**What this task involves:** If a line below includes the string "once", copy it.

Data records:
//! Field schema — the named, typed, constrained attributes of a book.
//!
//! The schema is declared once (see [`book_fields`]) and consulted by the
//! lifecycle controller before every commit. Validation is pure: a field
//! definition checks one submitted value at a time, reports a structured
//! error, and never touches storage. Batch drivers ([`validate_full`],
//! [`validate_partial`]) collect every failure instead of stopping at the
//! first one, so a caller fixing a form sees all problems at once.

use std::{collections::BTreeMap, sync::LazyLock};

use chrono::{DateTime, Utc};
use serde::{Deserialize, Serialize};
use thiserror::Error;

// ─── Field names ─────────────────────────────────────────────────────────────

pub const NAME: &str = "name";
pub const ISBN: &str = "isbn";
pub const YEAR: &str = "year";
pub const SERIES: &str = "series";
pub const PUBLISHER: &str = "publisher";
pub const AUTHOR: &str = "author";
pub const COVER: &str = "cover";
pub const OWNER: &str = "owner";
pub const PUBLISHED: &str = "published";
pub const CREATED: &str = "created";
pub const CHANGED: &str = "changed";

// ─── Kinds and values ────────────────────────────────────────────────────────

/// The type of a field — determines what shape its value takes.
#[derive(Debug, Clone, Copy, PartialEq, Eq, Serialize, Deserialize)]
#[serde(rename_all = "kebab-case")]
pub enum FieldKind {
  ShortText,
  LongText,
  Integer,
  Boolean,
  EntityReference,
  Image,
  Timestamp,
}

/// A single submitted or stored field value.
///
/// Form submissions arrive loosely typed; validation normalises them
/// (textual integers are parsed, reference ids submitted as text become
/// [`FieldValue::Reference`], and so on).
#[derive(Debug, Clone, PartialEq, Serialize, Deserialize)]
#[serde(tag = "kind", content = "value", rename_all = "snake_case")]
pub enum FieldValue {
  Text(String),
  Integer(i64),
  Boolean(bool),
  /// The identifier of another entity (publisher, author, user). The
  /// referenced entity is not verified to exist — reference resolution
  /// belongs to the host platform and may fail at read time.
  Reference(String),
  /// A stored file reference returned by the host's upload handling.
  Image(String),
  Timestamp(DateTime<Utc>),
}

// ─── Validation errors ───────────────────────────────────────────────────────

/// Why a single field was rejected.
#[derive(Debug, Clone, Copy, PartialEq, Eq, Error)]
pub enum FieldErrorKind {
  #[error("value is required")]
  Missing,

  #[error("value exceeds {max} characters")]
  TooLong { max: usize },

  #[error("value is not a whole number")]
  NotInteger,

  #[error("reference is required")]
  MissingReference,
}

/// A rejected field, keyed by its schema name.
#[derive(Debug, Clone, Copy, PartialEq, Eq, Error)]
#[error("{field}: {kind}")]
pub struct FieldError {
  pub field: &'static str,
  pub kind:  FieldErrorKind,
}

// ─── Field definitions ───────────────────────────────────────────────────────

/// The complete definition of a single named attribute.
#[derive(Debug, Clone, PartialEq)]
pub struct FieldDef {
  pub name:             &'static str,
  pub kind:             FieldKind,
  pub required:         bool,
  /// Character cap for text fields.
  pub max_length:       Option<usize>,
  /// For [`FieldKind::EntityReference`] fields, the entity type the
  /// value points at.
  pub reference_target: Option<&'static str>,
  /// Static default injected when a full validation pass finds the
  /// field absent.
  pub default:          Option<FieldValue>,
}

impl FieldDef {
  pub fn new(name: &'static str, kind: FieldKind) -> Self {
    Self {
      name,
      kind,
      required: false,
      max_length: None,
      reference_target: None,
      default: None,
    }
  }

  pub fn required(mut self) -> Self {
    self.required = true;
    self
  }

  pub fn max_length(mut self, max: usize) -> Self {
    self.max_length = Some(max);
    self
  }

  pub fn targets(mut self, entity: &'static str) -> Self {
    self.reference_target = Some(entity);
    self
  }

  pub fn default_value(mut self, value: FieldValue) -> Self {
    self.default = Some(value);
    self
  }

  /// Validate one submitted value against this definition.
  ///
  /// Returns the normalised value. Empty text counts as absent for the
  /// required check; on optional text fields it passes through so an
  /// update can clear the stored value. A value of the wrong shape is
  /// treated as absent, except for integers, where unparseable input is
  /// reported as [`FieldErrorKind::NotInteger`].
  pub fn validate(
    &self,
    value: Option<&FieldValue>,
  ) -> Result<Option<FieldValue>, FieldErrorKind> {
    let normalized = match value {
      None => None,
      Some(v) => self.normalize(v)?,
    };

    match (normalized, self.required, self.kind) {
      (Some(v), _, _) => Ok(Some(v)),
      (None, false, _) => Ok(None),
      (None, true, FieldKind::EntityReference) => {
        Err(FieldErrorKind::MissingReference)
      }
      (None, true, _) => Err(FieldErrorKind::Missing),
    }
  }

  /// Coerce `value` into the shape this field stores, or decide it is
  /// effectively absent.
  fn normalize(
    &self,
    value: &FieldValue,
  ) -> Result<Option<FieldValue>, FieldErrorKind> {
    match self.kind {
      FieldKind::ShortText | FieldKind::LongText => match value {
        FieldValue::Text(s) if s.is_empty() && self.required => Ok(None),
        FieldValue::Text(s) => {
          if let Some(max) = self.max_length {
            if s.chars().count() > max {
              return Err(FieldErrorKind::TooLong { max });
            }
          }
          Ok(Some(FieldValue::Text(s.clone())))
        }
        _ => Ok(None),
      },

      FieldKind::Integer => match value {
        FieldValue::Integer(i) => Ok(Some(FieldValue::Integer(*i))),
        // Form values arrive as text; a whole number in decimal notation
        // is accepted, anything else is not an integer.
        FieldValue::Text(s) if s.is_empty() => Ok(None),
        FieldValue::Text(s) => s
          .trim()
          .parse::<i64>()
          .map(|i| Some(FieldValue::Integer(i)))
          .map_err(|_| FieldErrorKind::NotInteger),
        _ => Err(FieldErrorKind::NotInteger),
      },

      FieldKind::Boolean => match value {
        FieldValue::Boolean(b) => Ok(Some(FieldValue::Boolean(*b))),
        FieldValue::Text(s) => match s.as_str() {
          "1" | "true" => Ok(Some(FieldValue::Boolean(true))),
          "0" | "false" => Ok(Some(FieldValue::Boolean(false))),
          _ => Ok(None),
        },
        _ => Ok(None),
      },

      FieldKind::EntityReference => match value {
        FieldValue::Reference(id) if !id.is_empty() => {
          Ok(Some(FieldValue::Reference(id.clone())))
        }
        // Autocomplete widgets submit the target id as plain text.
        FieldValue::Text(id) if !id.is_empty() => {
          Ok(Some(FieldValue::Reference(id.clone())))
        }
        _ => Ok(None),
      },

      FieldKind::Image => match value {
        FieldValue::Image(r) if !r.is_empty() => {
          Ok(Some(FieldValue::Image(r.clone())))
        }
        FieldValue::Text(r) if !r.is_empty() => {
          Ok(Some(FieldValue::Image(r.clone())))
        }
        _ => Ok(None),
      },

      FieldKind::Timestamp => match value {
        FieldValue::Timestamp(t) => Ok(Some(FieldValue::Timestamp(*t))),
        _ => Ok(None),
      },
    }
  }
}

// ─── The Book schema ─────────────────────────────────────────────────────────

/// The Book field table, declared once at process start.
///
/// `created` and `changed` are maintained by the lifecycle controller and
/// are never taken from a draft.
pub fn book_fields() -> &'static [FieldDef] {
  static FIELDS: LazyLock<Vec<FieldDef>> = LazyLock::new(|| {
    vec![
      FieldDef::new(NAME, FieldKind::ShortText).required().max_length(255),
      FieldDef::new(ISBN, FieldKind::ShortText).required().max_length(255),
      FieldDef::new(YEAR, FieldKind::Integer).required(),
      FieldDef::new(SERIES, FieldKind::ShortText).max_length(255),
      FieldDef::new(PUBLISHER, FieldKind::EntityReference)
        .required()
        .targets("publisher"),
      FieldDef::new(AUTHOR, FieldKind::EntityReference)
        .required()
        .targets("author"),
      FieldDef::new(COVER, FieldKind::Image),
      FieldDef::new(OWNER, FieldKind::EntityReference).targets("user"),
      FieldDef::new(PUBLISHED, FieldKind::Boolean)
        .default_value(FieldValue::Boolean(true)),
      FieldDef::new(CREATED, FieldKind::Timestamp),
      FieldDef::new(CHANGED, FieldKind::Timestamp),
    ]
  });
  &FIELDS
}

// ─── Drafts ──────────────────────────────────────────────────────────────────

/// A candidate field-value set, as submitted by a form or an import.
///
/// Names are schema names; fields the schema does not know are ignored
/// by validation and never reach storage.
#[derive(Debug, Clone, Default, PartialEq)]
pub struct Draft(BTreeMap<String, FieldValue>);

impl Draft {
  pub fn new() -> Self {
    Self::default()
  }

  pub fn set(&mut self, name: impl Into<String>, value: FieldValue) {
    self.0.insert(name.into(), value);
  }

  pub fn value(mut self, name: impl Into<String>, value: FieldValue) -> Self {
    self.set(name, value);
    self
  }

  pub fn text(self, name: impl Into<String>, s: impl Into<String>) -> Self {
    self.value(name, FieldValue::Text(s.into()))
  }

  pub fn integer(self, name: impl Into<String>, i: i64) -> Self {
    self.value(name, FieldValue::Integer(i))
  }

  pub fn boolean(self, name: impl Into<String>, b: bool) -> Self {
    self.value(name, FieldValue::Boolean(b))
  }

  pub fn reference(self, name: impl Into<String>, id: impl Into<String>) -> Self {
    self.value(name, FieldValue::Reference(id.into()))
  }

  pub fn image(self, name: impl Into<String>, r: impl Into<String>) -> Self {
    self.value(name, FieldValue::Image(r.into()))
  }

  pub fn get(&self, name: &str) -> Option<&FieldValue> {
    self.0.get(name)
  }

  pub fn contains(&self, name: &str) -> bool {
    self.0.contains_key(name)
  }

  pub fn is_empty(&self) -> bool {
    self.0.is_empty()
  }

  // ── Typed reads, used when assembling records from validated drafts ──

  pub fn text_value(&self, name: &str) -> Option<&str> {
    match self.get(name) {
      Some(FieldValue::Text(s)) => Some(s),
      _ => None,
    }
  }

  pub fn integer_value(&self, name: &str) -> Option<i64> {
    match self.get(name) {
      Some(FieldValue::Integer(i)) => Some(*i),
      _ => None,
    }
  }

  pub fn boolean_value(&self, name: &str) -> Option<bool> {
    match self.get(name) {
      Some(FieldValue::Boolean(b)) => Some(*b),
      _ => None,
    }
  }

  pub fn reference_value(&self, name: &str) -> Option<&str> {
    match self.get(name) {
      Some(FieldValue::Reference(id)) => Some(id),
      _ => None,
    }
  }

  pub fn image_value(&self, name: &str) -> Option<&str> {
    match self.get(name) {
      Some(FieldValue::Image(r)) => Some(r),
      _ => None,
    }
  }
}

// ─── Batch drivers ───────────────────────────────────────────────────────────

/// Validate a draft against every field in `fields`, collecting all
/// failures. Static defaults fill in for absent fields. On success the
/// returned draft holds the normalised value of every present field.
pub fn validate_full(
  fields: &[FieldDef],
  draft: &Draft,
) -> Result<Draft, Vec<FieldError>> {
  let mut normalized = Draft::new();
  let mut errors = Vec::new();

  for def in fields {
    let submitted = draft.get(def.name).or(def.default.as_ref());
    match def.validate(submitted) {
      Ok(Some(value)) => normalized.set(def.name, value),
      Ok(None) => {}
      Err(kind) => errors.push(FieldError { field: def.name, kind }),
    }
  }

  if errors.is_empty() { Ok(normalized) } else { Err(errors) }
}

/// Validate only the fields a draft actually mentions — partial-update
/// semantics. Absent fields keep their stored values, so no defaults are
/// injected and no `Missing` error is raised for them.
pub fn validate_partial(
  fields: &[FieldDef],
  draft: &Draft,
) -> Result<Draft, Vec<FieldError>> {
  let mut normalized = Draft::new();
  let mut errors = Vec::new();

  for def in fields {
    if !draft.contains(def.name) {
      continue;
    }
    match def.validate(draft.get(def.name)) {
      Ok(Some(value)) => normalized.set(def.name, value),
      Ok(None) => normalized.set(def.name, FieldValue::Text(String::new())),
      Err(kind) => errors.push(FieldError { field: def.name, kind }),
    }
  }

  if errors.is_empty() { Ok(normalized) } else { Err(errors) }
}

**Your response:**
//! The schema is declared once (see [`book_fields`]) and consulted by the
//! first one, so a caller fixing a form sees all problems at once.
/// The Book field table, declared once at process start.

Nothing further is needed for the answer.